9. Collaborative investing takes off

This was the decade when direct investing and co-investments established itself prominently in the private assets sphere. Triago estimated “shadow capital” (co-investments, separate accounts and direct investments) at $189 billion in 2018. In our experience as lawyers representing GPs and LPs, it is rare to encounter seasoned institutional investors who do not request co-investment preferences when investing in a new fund. Co-investments are viewed as a good way to gain exposure and build stronger GP relationships, albeit more cheaply, because the fees on co-investments are low (sometimes, zero). Similarly, direct investments don’t incur external management fees and allow the LP in question to actively shape its portfolio.

10. In the spotlight

The inequalities in the private equity model mirror those that have encrusted the wider economy since the go-go 1980s: managers and providers of capital have enjoyed a long period of good returns, while the industry, through its portfolio companies, oversees the earnings and working conditions of millions of workers around the world, many on quite low pay. With power and success came scrutiny – from the press, lawmakers and regulators.

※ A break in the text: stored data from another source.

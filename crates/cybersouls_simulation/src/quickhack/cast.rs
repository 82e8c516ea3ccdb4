//! QuickHack: способность с cast time и отложенным эффектом
//!
//! State machine: Idle → Casting → Idle (эффект применён)
//!                        Casting → Idle (прерван, эффекта нет)
//! `current_target` очищается при любом выходе из Casting.

use bevy::prelude::*;

use super::types::QuickHackType;
use crate::abilities::{Ability, AbilityKind, Activatable};
use crate::config::{QuickHackTable, QuickHackTiming};
use crate::error::{AbilityError, AbilityResult};

/// Допуск на накопление f32 при сравнении с cast_time
const CAST_EPSILON: f32 = 1e-4;

/// Результат одного тика каста
#[derive(Debug, Clone, Copy, PartialEq)]
pub enum CastStep {
    /// Не кастуется
    Idle,
    /// Каст продолжается (elapsed, total)
    Casting { elapsed: f32, total: f32 },
    /// Каст завершён на этом тике, эффект нужно применить к target
    Completed { target: Entity },
}

#[derive(Debug, Clone, PartialEq, Reflect)]
pub struct QuickHack {
    pub hack_type: QuickHackType,
    pub ability: Ability,
    pub cast_time: f32,
    pub current_cast_time: f32,
    pub effect_duration: f32,
    pub current_target: Option<Entity>,
}

impl QuickHack {
    pub fn new(hack_type: QuickHackType, timing: QuickHackTiming) -> Self {
        Self {
            hack_type,
            ability: Ability::new(timing.cooldown),
            cast_time: timing.cast_time.max(0.0),
            current_cast_time: 0.0,
            effect_duration: timing.effect_duration.max(0.0),
            current_target: None,
        }
    }

    pub fn is_self_targeted(&self) -> bool {
        self.hack_type.is_self_targeted()
    }

    pub fn is_casting(&self) -> bool {
        self.ability.is_active
    }

    pub fn cast_time_remaining(&self) -> f32 {
        if self.is_casting() {
            (self.cast_time - self.current_cast_time).max(0.0)
        } else {
            0.0
        }
    }

    /// Начать каст по уже разрешённой цели (для self-targeted - сам кастер)
    pub fn start(&mut self, target: Option<Entity>, owner_alive: bool) -> AbilityResult {
        let target = target.ok_or(AbilityError::NoTarget)?;
        self.ability.activate(owner_alive)?;
        self.current_cast_time = 0.0;
        self.current_target = Some(target);
        Ok(())
    }

    /// Продвинуть каст на delta
    pub fn advance(&mut self, delta: f32) -> CastStep {
        if !self.is_casting() {
            return CastStep::Idle;
        }

        self.current_cast_time = (self.current_cast_time + delta).min(self.cast_time);
        if self.current_cast_time + CAST_EPSILON < self.cast_time {
            return CastStep::Casting {
                elapsed: self.current_cast_time,
                total: self.cast_time,
            };
        }

        match self.finish() {
            Some(target) => CastStep::Completed { target },
            None => CastStep::Idle,
        }
    }

    /// Прервать каст (эффект не применяется). Возвращает цель, если каст шёл.
    pub fn interrupt(&mut self) -> Option<Entity> {
        if !self.is_casting() {
            return None;
        }
        self.finish()
    }

    fn finish(&mut self) -> Option<Entity> {
        self.ability.deactivate();
        self.current_cast_time = 0.0;
        self.current_target.take()
    }
}

/// Набор QuickHack'ов актора (игрок и нетраннеры)
#[derive(Component, Debug, Clone, Default, Reflect)]
#[reflect(Component)]
pub struct QuickHackLoadout {
    pub hacks: Vec<QuickHack>,
}

impl QuickHackLoadout {
    pub fn from_types(types: impl IntoIterator<Item = QuickHackType>, table: &QuickHackTable) -> Self {
        let mut loadout = Self::default();
        for hack_type in types {
            loadout.ensure(hack_type, table.timing(hack_type));
        }
        loadout
    }

    /// Добавляет хак, если его ещё нет
    pub fn ensure(&mut self, hack_type: QuickHackType, timing: QuickHackTiming) {
        if self.get(hack_type).is_none() {
            self.hacks.push(QuickHack::new(hack_type, timing));
        }
    }

    pub fn get(&self, hack_type: QuickHackType) -> Option<&QuickHack> {
        self.hacks.iter().find(|hack| hack.hack_type == hack_type)
    }

    pub fn get_mut(&mut self, hack_type: QuickHackType) -> Option<&mut QuickHack> {
        self.hacks.iter_mut().find(|hack| hack.hack_type == hack_type)
    }

    pub fn is_casting_any(&self) -> bool {
        self.hacks.iter().any(QuickHack::is_casting)
    }

    /// Прерывает все касты, возвращает (тип, цель) прерванных
    pub fn interrupt_all(&mut self) -> Vec<(QuickHackType, Option<Entity>)> {
        self.hacks
            .iter_mut()
            .filter(|hack| hack.is_casting())
            .map(|hack| (hack.hack_type, hack.interrupt()))
            .collect()
    }
}

impl Activatable for QuickHackLoadout {
    fn tick_cooldowns(&mut self, delta: f32) -> Vec<AbilityKind> {
        self.hacks
            .iter_mut()
            .filter_map(|hack| hack.ability.tick(delta).then_some(AbilityKind::QuickHack(hack.hack_type)))
            .collect()
    }
}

Writing in Invest Europe’s 2019/20 Annual Report, the organisation’s chairman, Thierry Baudon, issued a clarion call to the industry: “In the post-pandemic world, we will have the opportunity to demonstrate that we outperform other forms of ownership when it comes to economic and social impact. For many years, we have been better at generating jobs, driving change and fuelling innovation than we have at making these achievements known to decision-makers and society at large. We must show that we are good corporate citizens, making a positive impact on European society in order to validate our license to operate for years to come.”